Personal information
- Date of birth: 14 November 1964 (age 60)
- Place of birth: Chester, England
- Position(s): Midfielder

Team information
- Current team: TPS (U19 manager)

Senior career*
- Years: Team / Apps / (Gls)
- 1981–1984: Chester City / 79 / (5)
- 1984–1985: Mansfield Town / 2 / (0)
- 1985–1986: Huima / 40 / (10)
- 1987–1988: MP / 47 / (10)
- 1989: Västra Frölunda / 8 / (1)
- 1989: Malmö FF / 5 / (1)
- 1990–1992: MP / 80 / (8)
- 1993–1994: RoPS / 49 / (13)
- 1995: TPS / 26 / (8)
- 1996–1997: MYPA / 36 / (6)
- 1998: RoPS / 26 / (4)
- 1999: TPV / 18 / (1)
- 1999: KuPS / 4 / (0)
- 2000–2001: Salpa / 37 / (2)

Managerial career
- 2003–2008: TPS (assistant)
- 2008: TPS
- 2009: ÅIFK
- 2010–2011: RoPS
- 2012–2014: SalPa
- 2015–2016: FC Jazz
- 2016–2018: Inter Turku (assistant)
- 2018: Inter Turku
- 2019–2020: Oskarshamns AIK
- 2020–2022: TPS (Women's) (assistant)
- 2022–: TPS (U19)

= John Allen (footballer, born 1964) =

Welsh-Finnish footballer (born 1964)

John Allen (born 14 November 1964) is a Welsh-Finnish football player and coach.

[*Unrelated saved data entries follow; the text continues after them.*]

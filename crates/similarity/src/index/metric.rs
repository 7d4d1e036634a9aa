//! Minkowski distance family

use ndarray::ArrayView1;

/// Minkowski distance with exponent `p` (p = 2 is Euclidean, p = 1 Manhattan)
#[derive(Debug, Clone, Copy, PartialEq)]
pub struct MinkowskiMetric {
    p: f64,
}

impl MinkowskiMetric {
    pub fn new(p: f64) -> Self {
        Self { p }
    }

    pub fn euclidean() -> Self {
        Self::new(2.0)
    }

    pub fn exponent(&self) -> f64 {
        self.p
    }

    pub fn distance(&self, a: ArrayView1<'_, f64>, b: ArrayView1<'_, f64>) -> f64 {
        let diffs = a.iter().zip(b.iter()).map(|(x, y)| (x - y).abs());

        if self.p == 1.0 {
            diffs.sum()
        } else if self.p == 2.0 {
            diffs.map(|d| d * d).sum::<f64>().sqrt()
        } else if self.p.is_infinite() {
            diffs.fold(0.0, f64::max)
        } else {
            diffs.map(|d| d.powf(self.p)).sum::<f64>().powf(1.0 / self.p)
        }
    }
}

impl Default for MinkowskiMetric {
    fn default() -> Self {
        Self::euclidean()
    }
}
use crate::types::UserId;

pub type Result<T> = std::result::Result<T, SimilarityError>;

#[derive(Debug, thiserror::Error)]
pub enum SimilarityError {
    #[error("User {user_id} not found in feature matrix")]
    NotFound { user_id: UserId },

    #[error("Invalid argument: {0}")]
    InvalidArgument(String),

    #[error("Schema mismatch: column {column} defined by more than one feature block")]
    SchemaMismatch { column: String },

    #[error("Empty dataset: no users present in any event table")]
    EmptyDataset,

    #[error("Ingestion error: {0}")]
    Ingestion(String),

    #[error("Internal error: {0}")]
    Internal(String),

    #[error("Configuration error: {message}")]
    Configuration {
        message: String,
        key: Option<String>,
    },
}

impl SimilarityError {
    pub fn invalid_argument(message: impl Into<String>) -> Self {
        SimilarityError::InvalidArgument(message.into())
    }

    pub fn configuration(message: impl Into<String>, key: &str) -> Self {
        SimilarityError::Configuration {
            message: message.into(),
            key: Some(key.to_string()),
        }
    }

    /// Machine-readable error code used in HTTP error bodies
    pub fn code(&self) -> &'static str {
        match self {
            SimilarityError::NotFound { .. } => "not_found",
            SimilarityError::InvalidArgument(_) => "invalid_argument",
            SimilarityError::SchemaMismatch { .. } => "schema_mismatch",
            SimilarityError::EmptyDataset => "empty_dataset",
            SimilarityError::Ingestion(_) => "ingestion_failed",
            SimilarityError::Internal(_) => "internal_error",
            SimilarityError::Configuration { .. } => "configuration_error",
        }
    }

    /// Whether the caller supplied a bad request rather than the service failing
    pub fn is_client_error(&self) -> bool {
        matches!(
            self,
            SimilarityError::NotFound { .. } | SimilarityError::InvalidArgument(_)
        )
    }
}

impl From<csv::Error> for SimilarityError {
    fn from(err: csv::Error) -> Self {
        SimilarityError::Ingestion(err.to_string())
    }
}

impl From<config::ConfigError> for SimilarityError {
    fn from(err: config::ConfigError) -> Self {
        SimilarityError::Configuration {
            message: err.to_string(),
            key: None,
        }
    }
}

He is the head coach of the Under-19 squad of Finnish club TPS.

== Playing career ==
Allen started playing football at his local club Chester City. After a brief visit at Mansfield Town, he emigrated to Finland. At MP he made his top flight debut in 1987. He made a total of 282 appearances and scored 50 goals while playing for RoPS, TPS, MYPA and TPV. As a player, he won the Finnish Championship, then known as Mestaruussarja, twice.

== Managerial career ==
After retiring as a player he joined his former club, TPS, as an assistant coach in 2003. He took charge of the first team as a caretaker in 2008 after Martti Kuusela's dismissal. After the appointment of Pasi Rautiainen in 2009, Allen became the manager of TPS's feeder club, ÅIFK as well as the youth teams of TPS.

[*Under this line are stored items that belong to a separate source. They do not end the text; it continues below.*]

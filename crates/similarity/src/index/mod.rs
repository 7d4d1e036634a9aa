//! Similarity Index
//!
//! Read-only nearest-neighbor structures over one [`FeatureMatrix`] snapshot.
//! Any change to the matrix means building a new index; nothing here mutates
//! after construction.

pub mod ball_tree;
pub mod brute_force;
pub mod metric;

pub use ball_tree::BallTreeIndex;
pub use brute_force::BruteForceIndex;
pub use metric::MinkowskiMetric;

use crate::config::NeighborConfig;
use crate::error::{Result, SimilarityError};
use crate::features::FeatureMatrix;
use crate::types::UserId;
use serde::{Deserialize, Serialize};
use std::cmp::Ordering;
use std::fmt;
use std::str::FromStr;
use std::sync::Arc;

/// Spatial index strategy
#[derive(Debug, Clone, Copy, PartialEq, Eq, Default, Serialize, Deserialize)]
pub enum IndexAlgorithm {
    #[default]
    #[serde(rename = "tree-based", alias = "ball_tree", alias = "tree")]
    TreeBased,
    #[serde(rename = "brute-force", alias = "brute")]
    BruteForce,
}

impl fmt::Display for IndexAlgorithm {
    fn fmt(&self, f: &mut fmt::Formatter<'_>) -> fmt::Result {
        match self {
            IndexAlgorithm::TreeBased => f.write_str("tree-based"),
            IndexAlgorithm::BruteForce => f.write_str("brute-force"),
        }
    }
}

impl FromStr for IndexAlgorithm {
    type Err = SimilarityError;

    fn from_str(s: &str) -> Result<Self> {
        match s {
            "tree-based" | "ball_tree" | "tree" => Ok(IndexAlgorithm::TreeBased),
            "brute-force" | "brute" => Ok(IndexAlgorithm::BruteForce),
            other => Err(SimilarityError::invalid_argument(format!(
                "unknown index algorithm: {}",
                other
            ))),
        }
    }
}

/// One query result
#[derive(Debug, Clone, Copy, PartialEq, Serialize)]
pub struct Neighbor {
    pub row: usize,
    pub user_id: UserId,
    pub distance: f64,
}

/// Build once, query k-nearest many times
pub trait NeighborIndex: Send + Sync {
    fn algorithm(&self) -> IndexAlgorithm;

    /// Matrix snapshot this index was built from
    fn matrix(&self) -> &FeatureMatrix;

    /// The `k + 1` rows closest to `user_id`'s row, the row itself included
    ///
    /// Ordered by ascending distance, ties by ascending row (equivalently
    /// user id). Fails with `NotFound` for unknown users and with
    /// `InvalidArgument` when `k < 1` or `k + 1` exceeds the row count.
    fn k_nearest(&self, user_id: UserId, k: usize) -> Result<Vec<Neighbor>>;

    fn len(&self) -> usize {
        self.matrix().num_rows()
    }

    fn is_empty(&self) -> bool {
        self.len() == 0
    }
}

/// Build the configured index over `matrix`
pub fn build_index(
    matrix: Arc<FeatureMatrix>,
    config: &NeighborConfig,
) -> Result<Arc<dyn NeighborIndex>> {
    config.validate()?;
    let metric = MinkowskiMetric::new(config.distance_exponent);

    let index: Arc<dyn NeighborIndex> = match config.index_algorithm {
        IndexAlgorithm::TreeBased => {
            Arc::new(BallTreeIndex::build(matrix, metric, config.leaf_size)?)
        }
        IndexAlgorithm::BruteForce => Arc::new(BruteForceIndex::build(matrix, metric)?),
    };

    Ok(index)
}

/// Resolve the query row and check `k` against the row count
pub(crate) fn validate_query(matrix: &FeatureMatrix, user_id: UserId, k: usize) -> Result<usize> {
    let row = matrix
        .row_of(user_id)
        .ok_or(SimilarityError::NotFound { user_id })?;

    if k < 1 {
        return Err(SimilarityError::invalid_argument(
            "k must be a positive integer",
        ));
    }
    // k + 1 > rows, written so k = usize::MAX cannot overflow
    if k >= matrix.num_rows() {
        return Err(SimilarityError::invalid_argument(format!(
            "k = {} leaves fewer than k + 1 of the {} indexed rows",
            k,
            matrix.num_rows()
        )));
    }

    Ok(row)
}

/// Heap entry ordered by (distance, row)
#[derive(Debug, Clone, Copy)]
pub(crate) struct Candidate {
    pub distance: f64,
    pub row: usize,
}

impl PartialEq for Candidate {
    fn eq(&self, other: &Self) -> bool {
        self.cmp(other) == Ordering::Equal
    }
}

impl Eq for Candidate {}

impl PartialOrd for Candidate {
    fn partial_cmp(&self, other: &Self) -> Option<Ordering> {
        Some(self.cmp(other))
    }
}

impl Ord for Candidate {
    fn cmp(&self, other: &Self) -> Ordering {
        self.distance
            .total_cmp(&other.distance)
            .then_with(|| self.row.cmp(&other.row))
    }
}

pub(crate) fn into_neighbors(matrix: &FeatureMatrix, mut candidates: Vec<Candidate>) -> Vec<Neighbor> {
    candidates.sort_unstable();
    candidates
        .into_iter()
        .filter_map(|c| {
            matrix.user_at(c.row).map(|user_id| Neighbor {
                row: c.row,
                user_id,
                distance: c.distance,
            })
        })
        .collect()
}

In November 2009 Allen signed a two-year contract with RoPS, then playing in the second highest division of Finnish football system. After only one season with RoPS they gained promotion to Veikkausliiga after being crowned the champions of Ykkönen.

In October 2014 he was signed by FC Jazz.

Allen joined Swedish team Oskarshamns AIK in December 2018, where he lasted as headcoach until April 2020. In May 2020, he returned to TPS as an assistant coach of the club's women's team.